Data shown -
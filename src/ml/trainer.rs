// ============================================================
// Layer 5 — Training Loop
// ============================================================
// Teacher-forced training with Adam and global gradient norm clipping.
//
// Per epoch:
//   for (local_step, batch) in train batches:
//       loss  = masked cross-entropy(model(batch))
//       model = adam.step(lr, model, clip_global_norm(grad(loss)))
//       if local_step % display_step == 0:
//           report train loss + validation loss
//
// Notes on Burn 0.20:
//   - Training runs on B (an AutodiffBackend)
//   - model.valid() returns the model on B::InnerBackend, so
//     validation batches are built for the inner backend
//   - validation batches are padded once before the first epoch
//
// The "Batch" column of a report is the 0-based local step.

use std::fmt;

use anyhow::{ensure, Result};
use burn::{
    module::AutodiffModule,
    optim::{AdamConfig, GradientsParams, Optimizer},
    prelude::*,
    tensor::backend::AutodiffBackend,
};
use clap::ValueEnum;
use rand::{rngs::StdRng, SeedableRng};
use serde::{Deserialize, Serialize};

use crate::data::{
    batcher::{PairBatch, PairPadder, Seq2SeqBatch, Seq2SeqBatcher},
    dataset::PairDataset,
    iterator::Batches,
};
use crate::domain::vocab::Symbols;
use crate::infra::metrics::MetricsLogger;
use crate::ml::grad_clip::clip_global_norm;
use crate::ml::model::{Seq2SeqConfig, Seq2SeqModel};

/// Which held-out batches a report's test loss is computed on.
#[derive(Debug, Clone, Copy, Default, PartialEq, Eq, Serialize, Deserialize, ValueEnum)]
#[serde(rename_all = "kebab-case")]
pub enum ValidationMode {
    /// The first full batch of the validation set, every time
    #[default]
    FirstBatch,
    /// Mean over every full validation batch
    Full,
}

#[derive(Debug, Clone, Serialize, Deserialize)]
pub struct FitOptions {
    pub epochs:        usize,
    pub display_step:  usize,
    pub learning_rate: f64,
    pub validation:    ValidationMode,
    /// Reshuffle the training order every epoch when set
    pub shuffle_seed:  Option<u64>,
}

impl Default for FitOptions {
    fn default() -> Self {
        Self {
            epochs:        60,
            display_step:  50,
            learning_rate: 1e-3,
            validation:    ValidationMode::FirstBatch,
            shuffle_seed:  None,
        }
    }
}

/// One progress report, printed as
/// `Epoch 1/60 | Batch 0/78 | train_loss: 3.412 | test_loss: 3.398`.
#[derive(Debug, Clone, PartialEq, Serialize, Deserialize)]
pub struct LossReport {
    pub epoch:         usize,
    pub total_epochs:  usize,
    pub batch:         usize,
    pub total_batches: usize,
    pub train_loss:    f64,
    pub test_loss:     f64,
}

impl fmt::Display for LossReport {
    fn fmt(&self, f: &mut fmt::Formatter<'_>) -> fmt::Result {
        write!(
            f,
            "Epoch {}/{} | Batch {}/{} | train_loss: {:.3} | test_loss: {:.3}",
            self.epoch, self.total_epochs, self.batch, self.total_batches,
            self.train_loss, self.test_loss,
        )
    }
}

/// Train `model` and hand it back together with every loss report.
#[allow(clippy::too_many_arguments)]
pub fn fit<B: AutodiffBackend>(
    mut model:  Seq2SeqModel<B>,
    config:     &Seq2SeqConfig,
    symbols:    &Symbols,
    train:      &PairDataset,
    validation: &PairDataset,
    options:    &FitOptions,
    device:     &B::Device,
    metrics:    Option<&MetricsLogger>,
) -> Result<(Seq2SeqModel<B>, Vec<LossReport>)> {
    let batch_size = config.batch_size;
    ensure!(options.display_step > 0, "display_step must be at least 1");
    ensure!(
        train.pairs().len() >= batch_size,
        "training set has {} pairs, fewer than one batch of {}",
        train.pairs().len(), batch_size,
    );

    // ── Held-out batches (InnerBackend — no autodiff overhead) ───────────────
    let val_batches = validation_batches::<B::InnerBackend>(validation, symbols, batch_size, options.validation, device)?;

    // ── Adam optimiser; clipping happens on the whole gradient before each step
    let mut optim = AdamConfig::new().init();

    let batcher       = Seq2SeqBatcher::new(*symbols);
    let layout        = Batches::new(train, batch_size);
    let total_batches = layout.num_batches();
    let mut reports   = Vec::new();

    tracing::info!(
        "Training on {} pairs: {} batches of {} per epoch, {} dropped",
        train.pairs().len(), total_batches, batch_size, layout.dropped(),
    );

    // ── Epoch loop ───────────────────────────────────────────────────────────
    for epoch in 1..=options.epochs {
        let batches = match options.shuffle_seed {
            Some(seed) => {
                let mut rng = StdRng::seed_from_u64(seed.wrapping_add(epoch as u64));
                Batches::shuffled(train, batch_size, &mut rng)
            }
            None => Batches::new(train, batch_size),
        };

        for (local_step, batch) in batches.iter::<B, _, Seq2SeqBatch<B>>(&batcher, device).enumerate() {
            if batch.target_max_len() == 0 {
                tracing::warn!("Skipping batch {} of epoch {}: every target is empty", local_step, epoch);
                continue;
            }

            let loss = model.forward_loss(&batch);
            let train_loss: f64 = loss.clone().into_scalar().elem::<f64>();

            let grads = loss.backward();
            let grads = GradientsParams::from_grads(grads, &model);
            let grads = clip_global_norm::<B, _>(&model, grads, config.grad_clip);
            model = optim.step(options.learning_rate, model, grads);

            if local_step % options.display_step == 0 {
                let report = LossReport {
                    epoch,
                    total_epochs: options.epochs,
                    batch: local_step,
                    total_batches,
                    train_loss,
                    test_loss: validation_loss(&model.valid(), &val_batches),
                };
                println!("{report}");
                if let Some(logger) = metrics {
                    logger.log(&report)?;
                }
                reports.push(report);
            }
        }
        tracing::debug!("Epoch {} finished", epoch);
    }

    tracing::info!("Training complete!");
    Ok((model, reports))
}

/// Pad the validation pairs into full batches on the inner backend.
fn validation_batches<B: Backend>(
    validation: &PairDataset,
    symbols:    &Symbols,
    batch_size: usize,
    mode:       ValidationMode,
    device:     &B::Device,
) -> Result<Vec<Seq2SeqBatch<B>>> {
    ensure!(
        validation.pairs().len() >= batch_size,
        "validation set has {} pairs, fewer than one batch of {}",
        validation.pairs().len(), batch_size,
    );

    let padder  = PairPadder::new(*symbols);
    let batcher = Seq2SeqBatcher::new(*symbols);
    let batches = Batches::new(validation, batch_size);
    let padded  = batches.iter::<B, _, PairBatch>(&padder, device);

    let keep = match mode {
        ValidationMode::FirstBatch => 1,
        ValidationMode::Full       => batches.num_batches(),
    };
    Ok(padded
        .take(keep)
        .filter(|b| b.target.max_len > 0)
        .map(|b| batcher.to_tensors::<B>(&b, device))
        .collect())
}

/// Mean loss over `batches`; NaN when there is nothing to score.
fn validation_loss<B: Backend>(model: &Seq2SeqModel<B>, batches: &[Seq2SeqBatch<B>]) -> f64 {
    if batches.is_empty() {
        return f64::NAN;
    }
    let sum: f64 = batches
        .iter()
        .map(|b| model.forward_loss(b).into_scalar().elem::<f64>())
        .sum();
    sum / batches.len() as f64
}

// ─── Unit Tests ───────────────────────────────────────────────────────────────
#[cfg(test)]
mod tests {
    use super::*;
    use burn::backend::{Autodiff, NdArray};

    use crate::domain::pair::SequencePair;
    use crate::domain::vocab::ReservedIds;

    type TestBackend = Autodiff<NdArray>;

    const RESERVED: ReservedIds = ReservedIds { go: 0, eos: 1, pad: 2, unk: 3 };

    fn symbols() -> Symbols {
        Symbols { source: RESERVED, target: RESERVED }
    }

    fn dataset(n: usize) -> PairDataset {
        PairDataset::new(
            (0..n)
                .map(|i| {
                    let len = 1 + i % 3;
                    let source: Vec<usize> = (0..len).map(|t| 4 + (i + t) % 4).collect();
                    let mut target: Vec<usize> = source.iter().rev().copied().collect();
                    target.push(1);
                    SequencePair::new(source, target)
                })
                .collect(),
        )
    }

    fn config() -> Seq2SeqConfig {
        Seq2SeqConfig::new(6, 1, 4, 4, 4)
    }

    #[test]
    fn test_report_line_format() {
        let report = LossReport {
            epoch: 3, total_epochs: 60, batch: 50, total_batches: 78,
            train_loss: 1.23456, test_loss: 0.5,
        };
        assert_eq!(
            report.to_string(),
            "Epoch 3/60 | Batch 50/78 | train_loss: 1.235 | test_loss: 0.500",
        );
    }

    #[test]
    fn test_fit_option_defaults() {
        let opts = FitOptions::default();
        assert_eq!(opts.epochs, 60);
        assert_eq!(opts.display_step, 50);
        assert_eq!(opts.learning_rate, 1e-3);
        assert_eq!(opts.validation, ValidationMode::FirstBatch);
        assert!(opts.shuffle_seed.is_none());
    }

    #[test]
    fn test_fit_reports_every_display_step() {
        let device = Default::default();
        let cfg    = config();
        let model: Seq2SeqModel<TestBackend> = cfg.init(8, 8, &device);

        // 18 pairs / batch 4 → 4 batches per epoch, 2 dropped
        let options = FitOptions { epochs: 2, display_step: 2, ..FitOptions::default() };
        let (_, reports) = fit(model, &cfg, &symbols(), &dataset(18), &dataset(8), &options, &device, None).unwrap();

        // steps 0 and 2 in each of 2 epochs
        assert_eq!(reports.len(), 4);
        assert_eq!(reports[1].batch, 2);
        assert_eq!(reports[2].epoch, 2);
        assert!(reports.iter().all(|r| r.total_batches == 4 && r.total_epochs == 2));
        assert!(reports.iter().all(|r| r.train_loss.is_finite() && r.test_loss.is_finite()));
    }

    #[test]
    fn test_fit_full_validation_and_shuffle() {
        let device = Default::default();
        let cfg    = config();
        let model: Seq2SeqModel<TestBackend> = cfg.init(8, 8, &device);

        let options = FitOptions {
            epochs: 1,
            display_step: 1,
            validation: ValidationMode::Full,
            shuffle_seed: Some(7),
            ..FitOptions::default()
        };
        let (_, reports) = fit(model, &cfg, &symbols(), &dataset(8), &dataset(12), &options, &device, None).unwrap();
        assert_eq!(reports.len(), 2);
        assert!(reports.iter().all(|r| r.test_loss.is_finite()));
    }

    #[test]
    fn test_fit_rejects_short_validation_set() {
        let device = Default::default();
        let cfg    = config();
        let model: Seq2SeqModel<TestBackend> = cfg.init(8, 8, &device);

        let err = fit(model, &cfg, &symbols(), &dataset(8), &dataset(3), &FitOptions::default(), &device, None)
            .unwrap_err();
        assert!(err.to_string().contains("validation set"));
    }

    #[test]
    fn test_fit_rejects_zero_display_step() {
        let device = Default::default();
        let cfg    = config();
        let model: Seq2SeqModel<TestBackend> = cfg.init(8, 8, &device);

        let options = FitOptions { display_step: 0, ..FitOptions::default() };
        assert!(fit(model, &cfg, &symbols(), &dataset(8), &dataset(8), &options, &device, None).is_err());
    }

    #[test]
    fn test_training_lowers_the_loss() {
        let device = Default::default();
        let cfg    = Seq2SeqConfig::new(16, 1, 8, 8, 4);
        let model: Seq2SeqModel<TestBackend> = cfg.init(8, 8, &device);

        let options = FitOptions { epochs: 40, display_step: 1, learning_rate: 1e-2, ..FitOptions::default() };
        let (_, reports) = fit(model, &cfg, &symbols(), &dataset(16), &dataset(4), &options, &device, None).unwrap();
        assert_eq!(reports.len(), 160);

        let mean = |epoch: usize| {
            let losses: Vec<f64> = reports.iter().filter(|r| r.epoch == epoch).map(|r| r.train_loss).collect();
            losses.iter().sum::<f64>() / losses.len() as f64
        };
        assert!(mean(40) < 0.5 * mean(1), "train loss {} → {}", mean(1), mean(40));
        assert!(reports[159].test_loss < reports[0].test_loss);
    }

    #[test]
    fn test_first_batch_validation_ignores_later_pairs() {
        let device = Default::default();
        let model: Seq2SeqModel<NdArray> = config().init(8, 8, &device);

        let twelve = validation_batches::<NdArray>(&dataset(12), &symbols(), 4, ValidationMode::FirstBatch, &device).unwrap();
        let four   = validation_batches::<NdArray>(&dataset(4), &symbols(), 4, ValidationMode::FirstBatch, &device).unwrap();
        let all    = validation_batches::<NdArray>(&dataset(12), &symbols(), 4, ValidationMode::Full, &device).unwrap();
        assert_eq!(twelve.len(), 1);
        assert_eq!(all.len(), 3);

        let a = validation_loss(&model, &twelve);
        let b = validation_loss(&model, &four);
        assert!((a - b).abs() < 1e-9, "{a} != {b}");
    }

    #[test]
    fn test_fit_reports_the_same_test_loss_for_any_validation_tail() {
        let device = Default::default();
        let cfg    = config();
        let model: Seq2SeqModel<TestBackend> = cfg.init(8, 8, &device);
        let options = FitOptions { epochs: 2, display_step: 1, ..FitOptions::default() };

        let (_, long)  = fit(model.clone(), &cfg, &symbols(), &dataset(8), &dataset(12), &options, &device, None).unwrap();
        let (_, short) = fit(model, &cfg, &symbols(), &dataset(8), &dataset(4), &options, &device, None).unwrap();

        assert_eq!(long.len(), short.len());
        for (l, s) in long.iter().zip(&short) {
            assert!((l.test_loss - s.test_loss).abs() < 1e-6, "{} != {}", l.test_loss, s.test_loss);
        }
    }
}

What this task involves -
Wherever a line of the data above contains "elem", copy that line.

Answer space -
            let train_loss: f64 = loss.clone().into_scalar().elem::<f64>();
        .map(|b| model.forward_loss(b).into_scalar().elem::<f64>())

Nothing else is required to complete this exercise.